The best way I can describe these recordings (and much of Stoltzman's work) is that when I hear him play, I become absorbed in the music. I might admit that there are a few spots where one could argue that his vibrato could be toned down or something else like this, but this minor issues fail to subtract from the overall engrossing experience of listening to his playing. Other players (such as Wright) may play in a more reserved, traditional manner, but I can't get lost in their playing. It usually just leaves me luke warm.
No one CD is perfect, and you could pick apart a passage here or there on any recording by any artist. However, as an overall experience, I don't think you'll hear a more passionate or engaging Brahms than this recording. Those who listen to this recording and spend the whole time nit-picking minor things are missing the big picture (and it's a beautiful one).

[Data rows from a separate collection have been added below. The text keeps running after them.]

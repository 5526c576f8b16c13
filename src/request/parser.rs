use std::path::Path;

use reqwest::Method;
use url::Url;

use crate::error::{AppResult, RequestFileError};

use super::model::RequestSpec;

enum Section {
    RequestLine,
    Headers,
    Body,
}

/// Parse a request file into a [`RequestSpec`].
///
/// The format is line-oriented: a `METHOD ABSOLUTE-URL` request line, then
/// `Key: value` headers until the first blank line, then body lines
/// (concatenated without separators). Blank lines and `#`/`//` comments are
/// skipped before the request line; comments are also skipped among headers.
///
/// # Errors
///
/// Returns an error if the file cannot be read, the request line is missing
/// or malformed, the URL is not absolute, or a header line has no colon.
pub fn parse_request_file(path: &Path) -> AppResult<RequestSpec> {
    let content = std::fs::read_to_string(path)?;
    parse_request_text(path, &content)
}

fn parse_request_text(path: &Path, content: &str) -> AppResult<RequestSpec> {
    let mut section = Section::RequestLine;
    let mut request_line: Option<(Method, Url)> = None;
    let mut headers: Vec<(String, String)> = Vec::new();
    let mut body = String::new();

    for line in content.lines() {
        match section {
            Section::RequestLine => {
                if line.trim().is_empty() || is_comment(line) {
                    continue;
                }
                request_line = Some(parse_request_line(path, line)?);
                section = Section::Headers;
            }
            Section::Headers => {
                if line.trim().is_empty() {
                    section = Section::Body;
                    continue;
                }
                if is_comment(line) {
                    continue;
                }
                let (key, value) = line
                    .split_once(':')
                    .filter(|(key, _)| !key.trim().is_empty())
                    .ok_or_else(|| RequestFileError::InvalidHeaderLine {
                        path: path.to_path_buf(),
                        line: line.to_owned(),
                    })?;
                push_header(&mut headers, key.trim(), value.trim());
            }
            Section::Body => body.push_str(line),
        }
    }

    let (method, url) = request_line.ok_or_else(|| RequestFileError::MissingRequestLine {
        path: path.to_path_buf(),
    })?;

    Ok(RequestSpec {
        method,
        url,
        headers,
        body: if body.is_empty() { None } else { Some(body) },
    })
}

fn parse_request_line(path: &Path, line: &str) -> AppResult<(Method, Url)> {
    let mut parts = line.split_whitespace();
    let (Some(method_text), Some(url_text), None) = (parts.next(), parts.next(), parts.next())
    else {
        return Err(RequestFileError::InvalidRequestLine {
            path: path.to_path_buf(),
            line: line.to_owned(),
        }
        .into());
    };

    let method = Method::from_bytes(method_text.to_ascii_uppercase().as_bytes()).map_err(
        |_source| RequestFileError::InvalidMethod {
            path: path.to_path_buf(),
            value: method_text.to_owned(),
        },
    )?;

    let url = Url::parse(url_text).map_err(|source| RequestFileError::InvalidUrl {
        path: path.to_path_buf(),
        value: url_text.to_owned(),
        source,
    })?;

    Ok((method, url))
}

/// Merge a repeated header key into a single comma-joined value, preserving
/// the first-seen key casing.
fn push_header(headers: &mut Vec<(String, String)>, key: &str, value: &str) {
    if let Some((_, existing)) = headers
        .iter_mut()
        .find(|(stored, _)| stored.eq_ignore_ascii_case(key))
    {
        *existing = format!("{}, {}", existing, value);
    } else {
        headers.push((key.to_owned(), value.to_owned()));
    }
}

fn is_comment(line: &str) -> bool {
    let text = line.trim_start();
    text.starts_with('#') || text.starts_with("//")
}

I have the Stoltzman - Goode version of the two sonatas. These were recorded when both artists were very young and are both now highly respected artists who have continued to develop musically. But their effort of 30 years ago or so remains a jewel. I have four other versions of these sonatas played on the clarinet and two versions played on the viola. All are good, but the Stolzman - Goode version is the best of the clarinet sets.
Some of the reviewers here are critical of Stoltzman and claim he goes too far. But not everything needs to be played in the classical style of Mozart, Haydn or Beethoven. Remember, the Opus 120 set was composed towards the end of Brahms life. He died in 1897. He is also considered a late Romantic composer. Writing music at the same time and continuing after his death was Gustav Mahler. And Schoenberg came right after. Stoltzman plays these sonatas just right for the time and the style. They are meant to be expressive and powerful pieces and that's the way they sound. I would recommend this set highly. I don't think it can be beat if you love Brahms and you love the Clarinet.
I should concede that in my opinion these performances don't quite match the nobility of feeling and phrasing I find on my old disc. But Stolzman and Goode fully satisfy my desire for performances that have heart, that are convincing, that convey something deeper than great technique. And the sound is all that I hoped for. It's not state-of-the-art; the clarinet is just a tiny bit more forward than I'd like, and the realism of current high-end recordings was not matched in 1981. But my goodness, this is RCA! It's very clean, clear (even when loud) and realistic--what a relief.
Don't forget that, as others have mentioned, this disc is only 45 minutes long. I got mine at a steep discount so I'm OK with that.